WHAT IS EXPECTED |
Copy out each line of the data that contains "args".

Stored items |
::::

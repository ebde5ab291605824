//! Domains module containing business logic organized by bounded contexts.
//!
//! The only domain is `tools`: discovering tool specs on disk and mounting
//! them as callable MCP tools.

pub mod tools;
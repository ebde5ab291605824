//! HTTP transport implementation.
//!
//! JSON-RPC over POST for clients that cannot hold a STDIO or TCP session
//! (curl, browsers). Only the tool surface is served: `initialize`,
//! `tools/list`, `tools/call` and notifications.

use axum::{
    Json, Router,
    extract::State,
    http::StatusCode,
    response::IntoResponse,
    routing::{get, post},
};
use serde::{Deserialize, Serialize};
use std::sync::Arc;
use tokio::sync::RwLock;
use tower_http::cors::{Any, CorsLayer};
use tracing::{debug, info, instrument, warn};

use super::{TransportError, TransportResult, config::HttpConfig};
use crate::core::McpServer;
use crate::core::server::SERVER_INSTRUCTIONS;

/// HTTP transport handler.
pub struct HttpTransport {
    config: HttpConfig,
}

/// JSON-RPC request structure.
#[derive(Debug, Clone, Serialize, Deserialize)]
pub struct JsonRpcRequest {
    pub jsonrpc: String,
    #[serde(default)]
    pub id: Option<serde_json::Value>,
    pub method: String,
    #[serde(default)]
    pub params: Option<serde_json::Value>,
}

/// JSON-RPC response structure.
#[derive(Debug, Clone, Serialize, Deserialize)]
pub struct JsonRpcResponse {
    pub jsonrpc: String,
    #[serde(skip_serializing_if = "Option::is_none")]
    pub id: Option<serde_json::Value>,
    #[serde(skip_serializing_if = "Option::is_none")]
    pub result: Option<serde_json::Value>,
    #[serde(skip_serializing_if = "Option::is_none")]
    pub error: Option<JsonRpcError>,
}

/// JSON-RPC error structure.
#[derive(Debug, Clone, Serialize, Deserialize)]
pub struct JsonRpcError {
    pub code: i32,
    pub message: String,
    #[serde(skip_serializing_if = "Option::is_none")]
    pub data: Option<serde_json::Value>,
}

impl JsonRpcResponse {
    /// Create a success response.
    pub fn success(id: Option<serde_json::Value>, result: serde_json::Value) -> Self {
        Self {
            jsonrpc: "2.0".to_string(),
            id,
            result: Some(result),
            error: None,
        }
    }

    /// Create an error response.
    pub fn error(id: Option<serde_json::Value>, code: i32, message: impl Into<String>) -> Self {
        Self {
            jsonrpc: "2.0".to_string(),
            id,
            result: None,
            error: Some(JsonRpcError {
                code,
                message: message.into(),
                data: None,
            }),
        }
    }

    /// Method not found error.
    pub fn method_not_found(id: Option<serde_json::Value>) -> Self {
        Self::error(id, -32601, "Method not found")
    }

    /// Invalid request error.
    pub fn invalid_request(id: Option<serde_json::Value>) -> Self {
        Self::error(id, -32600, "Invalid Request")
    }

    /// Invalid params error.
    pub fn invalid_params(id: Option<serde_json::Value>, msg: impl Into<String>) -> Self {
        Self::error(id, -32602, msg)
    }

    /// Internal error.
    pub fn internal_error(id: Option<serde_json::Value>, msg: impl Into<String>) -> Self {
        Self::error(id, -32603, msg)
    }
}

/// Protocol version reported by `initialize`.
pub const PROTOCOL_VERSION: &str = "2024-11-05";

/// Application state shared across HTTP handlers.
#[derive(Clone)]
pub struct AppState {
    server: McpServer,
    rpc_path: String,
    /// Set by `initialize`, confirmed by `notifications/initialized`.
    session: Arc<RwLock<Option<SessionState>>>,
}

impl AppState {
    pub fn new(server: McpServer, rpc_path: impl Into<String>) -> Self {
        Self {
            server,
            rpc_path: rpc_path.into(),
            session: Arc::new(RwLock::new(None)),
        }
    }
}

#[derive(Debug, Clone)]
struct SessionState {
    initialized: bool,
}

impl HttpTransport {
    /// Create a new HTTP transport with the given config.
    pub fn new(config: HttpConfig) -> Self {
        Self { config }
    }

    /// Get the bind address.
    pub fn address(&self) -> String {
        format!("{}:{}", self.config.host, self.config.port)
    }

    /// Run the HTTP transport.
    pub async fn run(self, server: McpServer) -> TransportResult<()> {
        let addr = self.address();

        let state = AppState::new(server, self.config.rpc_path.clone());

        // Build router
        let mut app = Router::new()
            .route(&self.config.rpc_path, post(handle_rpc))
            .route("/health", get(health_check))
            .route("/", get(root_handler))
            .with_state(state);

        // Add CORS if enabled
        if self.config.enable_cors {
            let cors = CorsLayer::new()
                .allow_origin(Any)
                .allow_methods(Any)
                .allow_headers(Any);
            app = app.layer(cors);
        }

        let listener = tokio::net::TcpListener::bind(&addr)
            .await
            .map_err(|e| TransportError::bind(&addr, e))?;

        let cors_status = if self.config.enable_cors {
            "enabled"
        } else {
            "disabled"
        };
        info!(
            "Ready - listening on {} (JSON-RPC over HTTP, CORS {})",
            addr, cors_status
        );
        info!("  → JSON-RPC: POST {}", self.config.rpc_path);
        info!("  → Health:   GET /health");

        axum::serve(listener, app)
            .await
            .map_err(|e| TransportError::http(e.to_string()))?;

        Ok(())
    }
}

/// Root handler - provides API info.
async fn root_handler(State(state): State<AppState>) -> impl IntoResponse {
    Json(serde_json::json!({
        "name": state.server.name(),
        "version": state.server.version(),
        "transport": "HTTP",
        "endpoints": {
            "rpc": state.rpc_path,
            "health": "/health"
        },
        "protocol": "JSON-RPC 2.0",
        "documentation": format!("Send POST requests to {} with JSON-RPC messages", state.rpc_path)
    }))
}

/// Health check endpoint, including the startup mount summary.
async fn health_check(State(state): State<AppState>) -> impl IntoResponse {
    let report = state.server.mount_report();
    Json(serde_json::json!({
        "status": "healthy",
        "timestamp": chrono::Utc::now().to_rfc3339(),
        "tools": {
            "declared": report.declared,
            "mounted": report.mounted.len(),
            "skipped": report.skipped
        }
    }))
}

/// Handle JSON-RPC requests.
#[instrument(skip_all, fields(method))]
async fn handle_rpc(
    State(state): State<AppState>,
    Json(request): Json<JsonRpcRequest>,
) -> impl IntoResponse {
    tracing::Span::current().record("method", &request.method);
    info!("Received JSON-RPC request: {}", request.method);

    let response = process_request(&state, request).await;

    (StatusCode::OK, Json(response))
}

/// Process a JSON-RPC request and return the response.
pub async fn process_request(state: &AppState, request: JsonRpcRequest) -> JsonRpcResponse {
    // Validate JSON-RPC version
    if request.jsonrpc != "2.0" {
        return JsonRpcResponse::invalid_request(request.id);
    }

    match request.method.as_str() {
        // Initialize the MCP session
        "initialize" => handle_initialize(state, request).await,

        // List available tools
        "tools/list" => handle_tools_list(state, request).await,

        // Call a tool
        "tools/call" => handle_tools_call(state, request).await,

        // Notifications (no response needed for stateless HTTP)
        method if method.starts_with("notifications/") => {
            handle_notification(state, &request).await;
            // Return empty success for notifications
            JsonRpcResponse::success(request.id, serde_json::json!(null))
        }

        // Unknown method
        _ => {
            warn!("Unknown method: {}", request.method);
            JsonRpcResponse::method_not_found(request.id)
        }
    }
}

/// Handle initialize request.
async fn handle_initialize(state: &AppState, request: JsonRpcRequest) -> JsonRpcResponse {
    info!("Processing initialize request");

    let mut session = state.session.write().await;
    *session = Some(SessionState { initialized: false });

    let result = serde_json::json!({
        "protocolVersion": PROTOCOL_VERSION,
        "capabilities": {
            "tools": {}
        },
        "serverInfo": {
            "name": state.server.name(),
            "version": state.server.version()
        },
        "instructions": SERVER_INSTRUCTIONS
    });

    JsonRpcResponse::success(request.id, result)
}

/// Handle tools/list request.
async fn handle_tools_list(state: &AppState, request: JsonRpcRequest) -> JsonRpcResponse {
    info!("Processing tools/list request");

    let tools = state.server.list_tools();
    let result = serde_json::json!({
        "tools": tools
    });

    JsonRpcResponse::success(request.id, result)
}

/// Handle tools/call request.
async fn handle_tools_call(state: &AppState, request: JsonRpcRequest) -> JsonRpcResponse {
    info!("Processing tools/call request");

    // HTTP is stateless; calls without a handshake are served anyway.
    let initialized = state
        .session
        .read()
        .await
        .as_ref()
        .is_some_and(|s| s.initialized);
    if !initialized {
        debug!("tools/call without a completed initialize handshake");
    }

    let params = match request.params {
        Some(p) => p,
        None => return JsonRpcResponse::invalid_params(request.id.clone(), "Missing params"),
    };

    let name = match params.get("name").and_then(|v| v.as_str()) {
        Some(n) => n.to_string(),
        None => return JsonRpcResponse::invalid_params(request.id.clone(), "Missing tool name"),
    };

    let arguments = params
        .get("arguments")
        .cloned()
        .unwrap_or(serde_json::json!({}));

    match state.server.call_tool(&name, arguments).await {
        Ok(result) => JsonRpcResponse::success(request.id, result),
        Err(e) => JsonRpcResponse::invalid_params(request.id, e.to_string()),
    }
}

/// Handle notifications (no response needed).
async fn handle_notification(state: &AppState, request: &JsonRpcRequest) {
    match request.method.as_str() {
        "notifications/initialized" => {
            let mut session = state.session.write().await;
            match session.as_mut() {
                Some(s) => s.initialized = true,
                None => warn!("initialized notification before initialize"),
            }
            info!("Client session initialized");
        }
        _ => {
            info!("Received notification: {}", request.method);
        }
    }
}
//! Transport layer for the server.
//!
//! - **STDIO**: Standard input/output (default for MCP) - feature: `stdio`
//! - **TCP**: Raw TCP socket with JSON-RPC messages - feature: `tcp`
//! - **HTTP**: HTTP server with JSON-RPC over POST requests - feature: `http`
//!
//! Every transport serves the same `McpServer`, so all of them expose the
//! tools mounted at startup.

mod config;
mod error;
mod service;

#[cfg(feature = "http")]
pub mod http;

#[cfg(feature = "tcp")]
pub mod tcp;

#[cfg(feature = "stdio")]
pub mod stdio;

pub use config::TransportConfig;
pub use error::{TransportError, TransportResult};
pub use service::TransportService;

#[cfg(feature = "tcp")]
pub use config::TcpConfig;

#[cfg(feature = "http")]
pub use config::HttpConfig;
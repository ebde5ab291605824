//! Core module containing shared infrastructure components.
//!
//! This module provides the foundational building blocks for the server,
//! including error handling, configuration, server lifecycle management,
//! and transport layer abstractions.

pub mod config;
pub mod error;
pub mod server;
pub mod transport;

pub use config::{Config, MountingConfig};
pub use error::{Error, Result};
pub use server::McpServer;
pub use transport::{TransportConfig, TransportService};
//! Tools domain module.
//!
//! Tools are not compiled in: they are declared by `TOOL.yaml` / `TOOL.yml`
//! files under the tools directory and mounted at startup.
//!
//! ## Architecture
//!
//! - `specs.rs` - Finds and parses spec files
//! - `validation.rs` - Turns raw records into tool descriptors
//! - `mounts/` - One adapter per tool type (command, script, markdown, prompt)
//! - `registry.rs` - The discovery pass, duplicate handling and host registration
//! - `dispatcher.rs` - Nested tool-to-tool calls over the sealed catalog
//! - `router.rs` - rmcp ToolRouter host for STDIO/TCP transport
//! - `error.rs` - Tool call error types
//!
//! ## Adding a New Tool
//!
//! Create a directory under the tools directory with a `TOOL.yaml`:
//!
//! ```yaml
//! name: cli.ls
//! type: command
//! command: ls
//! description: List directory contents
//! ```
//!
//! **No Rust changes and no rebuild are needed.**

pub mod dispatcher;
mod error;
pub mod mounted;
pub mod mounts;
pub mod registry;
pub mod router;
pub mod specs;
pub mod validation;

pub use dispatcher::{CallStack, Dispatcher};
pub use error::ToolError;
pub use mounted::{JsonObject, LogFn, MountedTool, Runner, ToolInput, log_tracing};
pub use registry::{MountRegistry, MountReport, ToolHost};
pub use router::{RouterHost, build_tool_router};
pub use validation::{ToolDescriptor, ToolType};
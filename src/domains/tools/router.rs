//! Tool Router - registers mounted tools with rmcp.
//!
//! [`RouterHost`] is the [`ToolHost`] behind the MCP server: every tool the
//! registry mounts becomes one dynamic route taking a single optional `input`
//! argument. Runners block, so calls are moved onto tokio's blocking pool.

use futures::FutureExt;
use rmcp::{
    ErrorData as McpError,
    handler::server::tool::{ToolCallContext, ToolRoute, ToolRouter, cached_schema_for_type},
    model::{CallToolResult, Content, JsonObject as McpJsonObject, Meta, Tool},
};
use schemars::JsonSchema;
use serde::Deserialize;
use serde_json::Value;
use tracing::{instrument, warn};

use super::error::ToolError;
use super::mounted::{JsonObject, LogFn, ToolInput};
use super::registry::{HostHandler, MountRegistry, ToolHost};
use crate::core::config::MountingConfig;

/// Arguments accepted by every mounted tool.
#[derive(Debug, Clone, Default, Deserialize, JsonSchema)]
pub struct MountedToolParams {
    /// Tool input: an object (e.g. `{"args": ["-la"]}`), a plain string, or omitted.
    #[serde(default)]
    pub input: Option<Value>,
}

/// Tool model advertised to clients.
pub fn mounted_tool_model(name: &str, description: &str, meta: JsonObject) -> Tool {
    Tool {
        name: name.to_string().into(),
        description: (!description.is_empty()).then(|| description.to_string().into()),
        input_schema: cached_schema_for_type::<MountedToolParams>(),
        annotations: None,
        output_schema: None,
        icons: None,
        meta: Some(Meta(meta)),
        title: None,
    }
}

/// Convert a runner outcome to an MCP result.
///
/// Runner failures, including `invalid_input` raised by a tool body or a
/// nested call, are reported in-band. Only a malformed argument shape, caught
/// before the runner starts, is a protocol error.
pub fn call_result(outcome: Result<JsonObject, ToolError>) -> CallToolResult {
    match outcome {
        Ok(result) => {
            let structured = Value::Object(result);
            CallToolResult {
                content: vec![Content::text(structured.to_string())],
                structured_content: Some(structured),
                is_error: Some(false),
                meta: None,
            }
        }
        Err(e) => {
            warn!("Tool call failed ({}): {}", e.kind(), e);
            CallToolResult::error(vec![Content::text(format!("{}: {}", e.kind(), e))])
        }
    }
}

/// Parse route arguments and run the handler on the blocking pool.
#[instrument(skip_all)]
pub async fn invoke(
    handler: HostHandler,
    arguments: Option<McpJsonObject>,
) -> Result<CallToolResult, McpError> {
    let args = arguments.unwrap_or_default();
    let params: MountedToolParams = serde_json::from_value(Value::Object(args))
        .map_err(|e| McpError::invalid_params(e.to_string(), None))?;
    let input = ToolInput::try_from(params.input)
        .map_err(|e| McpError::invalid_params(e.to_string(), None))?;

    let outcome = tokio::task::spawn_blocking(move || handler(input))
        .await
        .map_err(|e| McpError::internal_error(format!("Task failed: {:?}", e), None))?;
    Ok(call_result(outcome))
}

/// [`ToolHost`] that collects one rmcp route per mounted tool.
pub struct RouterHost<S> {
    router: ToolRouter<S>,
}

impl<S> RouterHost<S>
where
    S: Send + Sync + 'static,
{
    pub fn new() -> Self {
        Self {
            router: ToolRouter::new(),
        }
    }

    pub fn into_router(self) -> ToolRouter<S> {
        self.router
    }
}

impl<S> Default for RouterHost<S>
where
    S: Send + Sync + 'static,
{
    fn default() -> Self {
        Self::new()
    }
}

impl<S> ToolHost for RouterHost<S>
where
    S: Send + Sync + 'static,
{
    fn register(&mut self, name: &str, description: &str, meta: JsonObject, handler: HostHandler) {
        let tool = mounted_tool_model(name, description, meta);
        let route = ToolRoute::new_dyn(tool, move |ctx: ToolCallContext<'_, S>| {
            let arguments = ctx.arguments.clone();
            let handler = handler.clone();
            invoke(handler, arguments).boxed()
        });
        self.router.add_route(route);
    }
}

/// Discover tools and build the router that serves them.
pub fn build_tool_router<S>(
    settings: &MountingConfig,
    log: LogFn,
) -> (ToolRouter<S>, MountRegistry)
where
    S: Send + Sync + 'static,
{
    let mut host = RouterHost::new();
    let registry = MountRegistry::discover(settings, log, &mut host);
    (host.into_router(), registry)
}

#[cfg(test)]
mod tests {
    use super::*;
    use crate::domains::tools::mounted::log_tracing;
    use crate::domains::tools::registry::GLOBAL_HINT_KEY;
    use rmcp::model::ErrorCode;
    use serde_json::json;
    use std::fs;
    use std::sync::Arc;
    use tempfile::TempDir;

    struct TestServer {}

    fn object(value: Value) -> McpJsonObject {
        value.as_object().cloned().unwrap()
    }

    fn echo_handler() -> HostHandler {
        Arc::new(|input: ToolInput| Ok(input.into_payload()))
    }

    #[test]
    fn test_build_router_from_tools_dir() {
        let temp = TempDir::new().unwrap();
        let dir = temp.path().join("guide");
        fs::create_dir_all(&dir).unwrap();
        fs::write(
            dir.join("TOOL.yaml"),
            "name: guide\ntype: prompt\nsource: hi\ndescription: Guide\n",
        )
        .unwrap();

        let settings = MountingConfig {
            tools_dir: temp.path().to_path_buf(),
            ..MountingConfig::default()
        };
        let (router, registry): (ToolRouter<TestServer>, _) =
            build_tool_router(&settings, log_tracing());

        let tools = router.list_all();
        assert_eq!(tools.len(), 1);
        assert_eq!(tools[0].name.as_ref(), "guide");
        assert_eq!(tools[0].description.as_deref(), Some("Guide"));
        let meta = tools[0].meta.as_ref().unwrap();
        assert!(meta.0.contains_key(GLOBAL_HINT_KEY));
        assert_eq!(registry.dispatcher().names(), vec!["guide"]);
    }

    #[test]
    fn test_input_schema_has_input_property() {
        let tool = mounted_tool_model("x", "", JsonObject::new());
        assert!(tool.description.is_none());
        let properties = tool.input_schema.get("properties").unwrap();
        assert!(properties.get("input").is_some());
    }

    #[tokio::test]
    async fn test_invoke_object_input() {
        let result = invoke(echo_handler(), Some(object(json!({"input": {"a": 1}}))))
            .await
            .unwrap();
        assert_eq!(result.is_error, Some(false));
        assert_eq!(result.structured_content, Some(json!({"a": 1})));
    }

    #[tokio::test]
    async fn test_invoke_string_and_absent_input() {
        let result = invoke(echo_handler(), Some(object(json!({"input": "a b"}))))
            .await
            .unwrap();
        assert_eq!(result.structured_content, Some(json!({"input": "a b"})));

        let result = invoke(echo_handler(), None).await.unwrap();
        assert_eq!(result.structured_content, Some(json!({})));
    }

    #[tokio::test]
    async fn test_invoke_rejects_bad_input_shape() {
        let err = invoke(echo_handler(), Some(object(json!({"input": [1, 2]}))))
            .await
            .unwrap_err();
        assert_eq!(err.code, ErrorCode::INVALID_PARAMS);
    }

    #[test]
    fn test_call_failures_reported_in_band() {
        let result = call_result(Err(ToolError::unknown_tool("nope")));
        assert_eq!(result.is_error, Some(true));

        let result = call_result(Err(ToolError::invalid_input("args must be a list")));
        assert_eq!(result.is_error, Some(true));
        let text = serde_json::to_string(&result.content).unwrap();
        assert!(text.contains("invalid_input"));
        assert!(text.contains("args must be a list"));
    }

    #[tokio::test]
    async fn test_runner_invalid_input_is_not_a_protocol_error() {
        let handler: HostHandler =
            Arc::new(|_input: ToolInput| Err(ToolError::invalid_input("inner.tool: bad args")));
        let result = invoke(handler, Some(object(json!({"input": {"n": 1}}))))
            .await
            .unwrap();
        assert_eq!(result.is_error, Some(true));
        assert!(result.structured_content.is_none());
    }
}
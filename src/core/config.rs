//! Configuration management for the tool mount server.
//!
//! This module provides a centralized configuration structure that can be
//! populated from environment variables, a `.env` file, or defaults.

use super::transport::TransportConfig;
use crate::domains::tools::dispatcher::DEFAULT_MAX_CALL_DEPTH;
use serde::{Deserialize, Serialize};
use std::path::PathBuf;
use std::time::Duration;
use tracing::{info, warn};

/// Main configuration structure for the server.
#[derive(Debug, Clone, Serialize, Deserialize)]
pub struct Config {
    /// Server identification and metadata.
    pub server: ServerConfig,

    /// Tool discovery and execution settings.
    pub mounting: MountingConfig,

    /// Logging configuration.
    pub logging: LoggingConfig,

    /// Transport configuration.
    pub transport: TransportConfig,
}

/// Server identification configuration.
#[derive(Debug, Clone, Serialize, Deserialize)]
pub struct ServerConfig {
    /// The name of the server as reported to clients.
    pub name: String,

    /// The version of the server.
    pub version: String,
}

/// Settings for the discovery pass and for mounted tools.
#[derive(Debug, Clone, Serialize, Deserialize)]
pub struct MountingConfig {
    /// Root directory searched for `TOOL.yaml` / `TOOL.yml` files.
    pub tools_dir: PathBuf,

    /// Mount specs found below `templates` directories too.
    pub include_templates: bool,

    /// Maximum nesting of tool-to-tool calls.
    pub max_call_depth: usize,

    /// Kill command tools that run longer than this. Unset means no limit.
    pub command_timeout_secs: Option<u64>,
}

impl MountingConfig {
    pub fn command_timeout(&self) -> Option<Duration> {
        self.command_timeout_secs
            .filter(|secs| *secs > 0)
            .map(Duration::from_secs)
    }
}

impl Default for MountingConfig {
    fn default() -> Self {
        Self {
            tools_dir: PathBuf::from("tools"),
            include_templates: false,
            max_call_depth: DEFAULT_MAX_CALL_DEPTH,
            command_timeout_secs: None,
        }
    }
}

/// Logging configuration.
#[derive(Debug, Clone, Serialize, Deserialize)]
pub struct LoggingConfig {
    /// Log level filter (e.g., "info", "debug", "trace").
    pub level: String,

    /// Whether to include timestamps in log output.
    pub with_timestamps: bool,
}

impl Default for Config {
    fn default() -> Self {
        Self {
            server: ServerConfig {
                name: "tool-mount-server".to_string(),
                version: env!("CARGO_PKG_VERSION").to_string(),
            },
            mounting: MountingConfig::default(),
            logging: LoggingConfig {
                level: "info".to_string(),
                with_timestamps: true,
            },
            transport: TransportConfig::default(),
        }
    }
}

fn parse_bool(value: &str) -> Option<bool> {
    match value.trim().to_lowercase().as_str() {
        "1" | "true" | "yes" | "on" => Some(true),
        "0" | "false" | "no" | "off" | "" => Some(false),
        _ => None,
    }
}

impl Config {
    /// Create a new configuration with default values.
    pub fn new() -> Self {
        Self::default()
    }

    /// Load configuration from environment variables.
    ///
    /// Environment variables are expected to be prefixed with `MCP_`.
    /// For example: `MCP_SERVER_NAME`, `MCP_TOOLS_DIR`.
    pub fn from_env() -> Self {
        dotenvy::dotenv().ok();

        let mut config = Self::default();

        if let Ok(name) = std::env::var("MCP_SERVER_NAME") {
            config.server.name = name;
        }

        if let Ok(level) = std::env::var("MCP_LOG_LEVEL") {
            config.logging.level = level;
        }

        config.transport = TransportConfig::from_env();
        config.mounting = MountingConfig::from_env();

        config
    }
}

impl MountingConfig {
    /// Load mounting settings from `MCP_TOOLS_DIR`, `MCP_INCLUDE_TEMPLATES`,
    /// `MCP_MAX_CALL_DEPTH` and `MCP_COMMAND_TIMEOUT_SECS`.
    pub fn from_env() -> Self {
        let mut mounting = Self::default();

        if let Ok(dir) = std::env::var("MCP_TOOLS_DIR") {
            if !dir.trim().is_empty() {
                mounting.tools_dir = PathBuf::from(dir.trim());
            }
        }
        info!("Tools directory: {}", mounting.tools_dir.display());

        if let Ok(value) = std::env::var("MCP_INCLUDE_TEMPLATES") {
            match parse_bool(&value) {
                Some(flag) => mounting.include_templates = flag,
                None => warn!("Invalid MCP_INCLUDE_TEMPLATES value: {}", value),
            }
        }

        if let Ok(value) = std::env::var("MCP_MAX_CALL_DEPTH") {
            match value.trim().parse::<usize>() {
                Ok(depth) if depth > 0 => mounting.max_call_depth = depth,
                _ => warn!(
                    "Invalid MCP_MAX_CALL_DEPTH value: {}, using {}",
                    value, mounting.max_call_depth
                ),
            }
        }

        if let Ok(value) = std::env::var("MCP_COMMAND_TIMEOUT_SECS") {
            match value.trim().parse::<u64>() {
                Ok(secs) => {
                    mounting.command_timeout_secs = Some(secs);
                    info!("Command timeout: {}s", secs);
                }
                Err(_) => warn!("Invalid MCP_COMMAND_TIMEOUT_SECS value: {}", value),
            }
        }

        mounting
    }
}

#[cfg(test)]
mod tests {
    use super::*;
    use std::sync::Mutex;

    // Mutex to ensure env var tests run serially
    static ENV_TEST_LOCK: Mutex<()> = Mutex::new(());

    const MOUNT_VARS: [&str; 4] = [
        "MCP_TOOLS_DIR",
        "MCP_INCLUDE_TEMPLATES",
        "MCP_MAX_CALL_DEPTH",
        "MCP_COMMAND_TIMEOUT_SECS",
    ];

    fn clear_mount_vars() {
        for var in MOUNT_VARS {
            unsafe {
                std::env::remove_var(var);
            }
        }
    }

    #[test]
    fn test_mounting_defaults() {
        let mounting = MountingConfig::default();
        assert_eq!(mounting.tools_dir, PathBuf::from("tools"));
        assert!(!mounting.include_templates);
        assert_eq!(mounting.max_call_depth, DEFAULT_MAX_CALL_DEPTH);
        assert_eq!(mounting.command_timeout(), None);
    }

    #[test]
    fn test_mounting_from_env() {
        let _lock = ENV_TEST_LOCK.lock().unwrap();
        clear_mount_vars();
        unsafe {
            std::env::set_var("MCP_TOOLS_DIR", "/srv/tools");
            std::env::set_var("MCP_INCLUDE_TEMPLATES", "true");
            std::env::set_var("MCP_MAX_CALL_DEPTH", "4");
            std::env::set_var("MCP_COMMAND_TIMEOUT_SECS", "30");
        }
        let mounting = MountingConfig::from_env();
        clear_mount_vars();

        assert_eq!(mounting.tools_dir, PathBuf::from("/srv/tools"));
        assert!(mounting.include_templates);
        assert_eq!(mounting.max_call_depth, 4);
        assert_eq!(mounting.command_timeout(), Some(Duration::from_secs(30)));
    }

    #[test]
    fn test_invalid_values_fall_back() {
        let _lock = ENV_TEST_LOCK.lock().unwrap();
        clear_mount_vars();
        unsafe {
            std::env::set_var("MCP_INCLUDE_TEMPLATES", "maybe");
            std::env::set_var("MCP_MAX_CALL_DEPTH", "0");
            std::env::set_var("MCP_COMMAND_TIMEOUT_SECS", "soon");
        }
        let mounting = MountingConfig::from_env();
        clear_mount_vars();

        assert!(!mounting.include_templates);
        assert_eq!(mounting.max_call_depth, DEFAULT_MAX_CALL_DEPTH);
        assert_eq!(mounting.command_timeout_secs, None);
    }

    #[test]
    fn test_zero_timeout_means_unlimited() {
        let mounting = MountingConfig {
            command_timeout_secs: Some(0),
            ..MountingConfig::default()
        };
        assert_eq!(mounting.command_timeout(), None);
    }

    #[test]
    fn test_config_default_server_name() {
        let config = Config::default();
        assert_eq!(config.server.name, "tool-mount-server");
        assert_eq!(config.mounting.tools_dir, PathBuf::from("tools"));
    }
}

::::

WRITTEN ANSWER |
    /// Tool input: an object (e.g. `{"args": ["-la"]}`), a plain string, or omitted.
    let args = arguments.unwrap_or_default();
    let params: MountedToolParams = serde_json::from_value(Value::Object(args))
        let result = call_result(Err(ToolError::invalid_input("args must be a list")));
        assert!(text.contains("args must be a list"));
            Arc::new(|_input: ToolInput| Err(ToolError::invalid_input("inner.tool: bad args")));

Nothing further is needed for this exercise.